What you should do
Only the lines containing "units" belong in the answer; find them in the material below.

Start of Records to process

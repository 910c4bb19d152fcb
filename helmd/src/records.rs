//! records.rs — shared-store record schemas
//!
//! Hand-written codecs for the records that cross task boundaries. Each
//! record lists its fields explicitly; composite fields (Location) are
//! flattened into sub-fields and the telemetry array into numbered keys.

use nav_types::Location;

use crate::otto::registers;
use crate::store::{Record, Snapshot, Value};

// ── GPS fix ───────────────────────────────────────────────────────────────────

/// Latest position fix from the GPS receiver.
#[derive(Debug, Clone, Default, PartialEq)]
pub struct GpsFix {
    /// Fix wall-clock time, epoch seconds.
    pub time: f64,
    pub location: Location,
    /// Speed over the ground, knots.
    pub sog: f64,
    /// Course made good, radians.
    pub cmg: f64,
    /// Magnetic variation, radians, west negative.
    pub magvar: f64,
    pub valid: bool,
}

impl Record for GpsFix {
    const PREFIX: &'static str = "gpsfix";

    fn to_fields(&self) -> Vec<(String, Value)> {
        vec![
            ("time".into(), Value::Timestamp(self.time)),
            (
                "location.latitude".into(),
                Value::Float(self.location.latitude),
            ),
            (
                "location.longitude".into(),
                Value::Float(self.location.longitude),
            ),
            ("sog".into(), Value::Float(self.sog)),
            ("cmg".into(), Value::Float(self.cmg)),
            ("magvar".into(), Value::Float(self.magvar)),
            ("valid".into(), Value::Bool(self.valid)),
        ]
    }

    fn from_fields(snap: &Snapshot<'_>) -> Self {
        Self {
            time: snap.timestamp("time", 0.0),
            location: Location::new(
                snap.f64("location.latitude", 0.0),
                snap.f64("location.longitude", 0.0),
            ),
            sog: snap.f64("sog", 0.0),
            cmg: snap.f64("cmg", 0.0),
            magvar: snap.f64("magvar", 0.0),
            valid: snap.bool("valid", false),
        }
    }
}

// ── Controller state ──────────────────────────────────────────────────────────

pub const TELEMETRY_CHANNELS: usize = 16;

/// Mirror of the low-level controller as reported over the serial link.
/// Raw register units; the accessor methods convert to application
/// units.
#[derive(Debug, Clone, PartialEq)]
pub struct OttoState {
    pub mode: u8,
    pub alarm_status: u16,
    /// u8 ↔ −40…+40°.
    pub actual_rudder: u8,
    /// u8 ↔ 0…100 %.
    pub actual_sail: u8,
    /// u8 ↔ 0…2π.
    pub actual_compass: u8,
    /// i8 ↔ −π…+π.
    pub actual_awa: i8,
    /// Seconds since controller boot (24-bit).
    pub otto_timestamp: u32,
    /// 12-bit samples, one slot per telemetry channel.
    pub telemetry: [u16; TELEMETRY_CHANNELS],
}

impl Default for OttoState {
    fn default() -> Self {
        Self {
            mode: 0,
            alarm_status: 0,
            actual_rudder: 128, // centered
            actual_sail: 0,
            actual_compass: 0,
            actual_awa: 0,
            otto_timestamp: 0,
            telemetry: [0; TELEMETRY_CHANNELS],
        }
    }
}

impl OttoState {
    pub fn mode(&self) -> registers::OttoMode {
        registers::OttoMode::from_u8(self.mode)
    }

    pub fn compass_rad(&self) -> f64 {
        registers::register_to_compass(self.actual_compass)
    }

    pub fn awa_rad(&self) -> f64 {
        registers::register_to_awa(self.actual_awa as u8)
    }

    pub fn rudder_deg(&self) -> f64 {
        registers::register_to_rudder(self.actual_rudder)
    }

    pub fn sail_pct(&self) -> f64 {
        registers::register_to_sail(self.actual_sail)
    }
}

impl Record for OttoState {
    const PREFIX: &'static str = "ottostate";

    fn to_fields(&self) -> Vec<(String, Value)> {
        let mut fields = vec![
            ("mode".into(), Value::Int(self.mode as i64)),
            (
                "alarm_status".into(),
                Value::Int(self.alarm_status as i64),
            ),
            (
                "actual_rudder".into(),
                Value::Int(self.actual_rudder as i64),
            ),
            ("actual_sail".into(), Value::Int(self.actual_sail as i64)),
            (
                "actual_compass".into(),
                Value::Int(self.actual_compass as i64),
            ),
            ("actual_awa".into(), Value::Int(self.actual_awa as i64)),
            (
                "otto_timestamp".into(),
                Value::Int(self.otto_timestamp as i64),
            ),
        ];
        for (i, sample) in self.telemetry.iter().enumerate() {
            fields.push((format!("telemetry{}", i + 1), Value::Int(*sample as i64)));
        }
        fields
    }

    fn from_fields(snap: &Snapshot<'_>) -> Self {
        let mut telemetry = [0u16; TELEMETRY_CHANNELS];
        for (i, slot) in telemetry.iter_mut().enumerate() {
            *slot = snap.i64(&format!("telemetry{}", i + 1), 0) as u16;
        }
        Self {
            mode: snap.i64("mode", 0) as u8,
            alarm_status: snap.i64("alarm_status", 0) as u16,
            actual_rudder: snap.i64("actual_rudder", 128) as u8,
            actual_sail: snap.i64("actual_sail", 0) as u8,
            actual_compass: snap.i64("actual_compass", 0) as u8,
            actual_awa: snap.i64("actual_awa", 0) as i8,
            otto_timestamp: snap.i64("otto_timestamp", 0) as u32,
            telemetry,
        }
    }
}

// ── Mission status ────────────────────────────────────────────────────────────

/// Mission lifecycle states, in transition order. Terminal states never
/// regress.
#[derive(Debug, Clone, Copy, PartialEq, Eq, PartialOrd, Ord, Default)]
#[repr(i64)]
pub enum MissionState {
    #[default]
    Awaiting = 0,
    ReadyToStart = 1,
    StartTest = 2,
    RadioControl = 3,
    CompassFollow = 4,
    WindFollow = 5,
    Complete = 6,
    Terminated = 7,
    Failure = 8,
}

impl MissionState {
    pub fn from_i64(v: i64) -> Self {
        use MissionState::*;
        match v {
            1 => ReadyToStart,
            2 => StartTest,
            3 => RadioControl,
            4 => CompassFollow,
            5 => WindFollow,
            6 => Complete,
            7 => Terminated,
            8 => Failure,
            _ => Awaiting,
        }
    }
}

/// The one record the mission persists; evolves monotonically through
/// its terminal states.
#[derive(Debug, Clone, PartialEq)]
pub struct MissionStatus {
    pub state: MissionState,
    /// Index into the attractor list; −1 = unstarted.
    pub current_waypoint: i32,
    /// Epoch seconds; 0 = not yet.
    pub start_time: f64,
    pub end_time: f64,
}

impl Default for MissionStatus {
    fn default() -> Self {
        Self {
            state: MissionState::Awaiting,
            current_waypoint: -1,
            start_time: 0.0,
            end_time: 0.0,
        }
    }
}

impl MissionStatus {
    /// Underway: the boat is sailing and the navigator may steer.
    pub fn active(&self) -> bool {
        self.state >= MissionState::StartTest && self.state < MissionState::Complete
    }
}

impl Record for MissionStatus {
    const PREFIX: &'static str = "missionstatus";

    fn to_fields(&self) -> Vec<(String, Value)> {
        vec![
            ("state".into(), Value::Int(self.state as i64)),
            (
                "current_waypoint".into(),
                Value::Int(self.current_waypoint as i64),
            ),
            ("start_time".into(), Value::Timestamp(self.start_time)),
            ("end_time".into(), Value::Timestamp(self.end_time)),
        ]
    }

    fn from_fields(snap: &Snapshot<'_>) -> Self {
        Self {
            state: MissionState::from_i64(snap.i64("state", 0)),
            current_waypoint: snap.i64("current_waypoint", -1) as i32,
            start_time: snap.timestamp("start_time", 0.0),
            end_time: snap.timestamp("end_time", 0.0),
        }
    }
}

End of Records to process

Response area
/// Raw register units; the accessor methods convert to application
/// units.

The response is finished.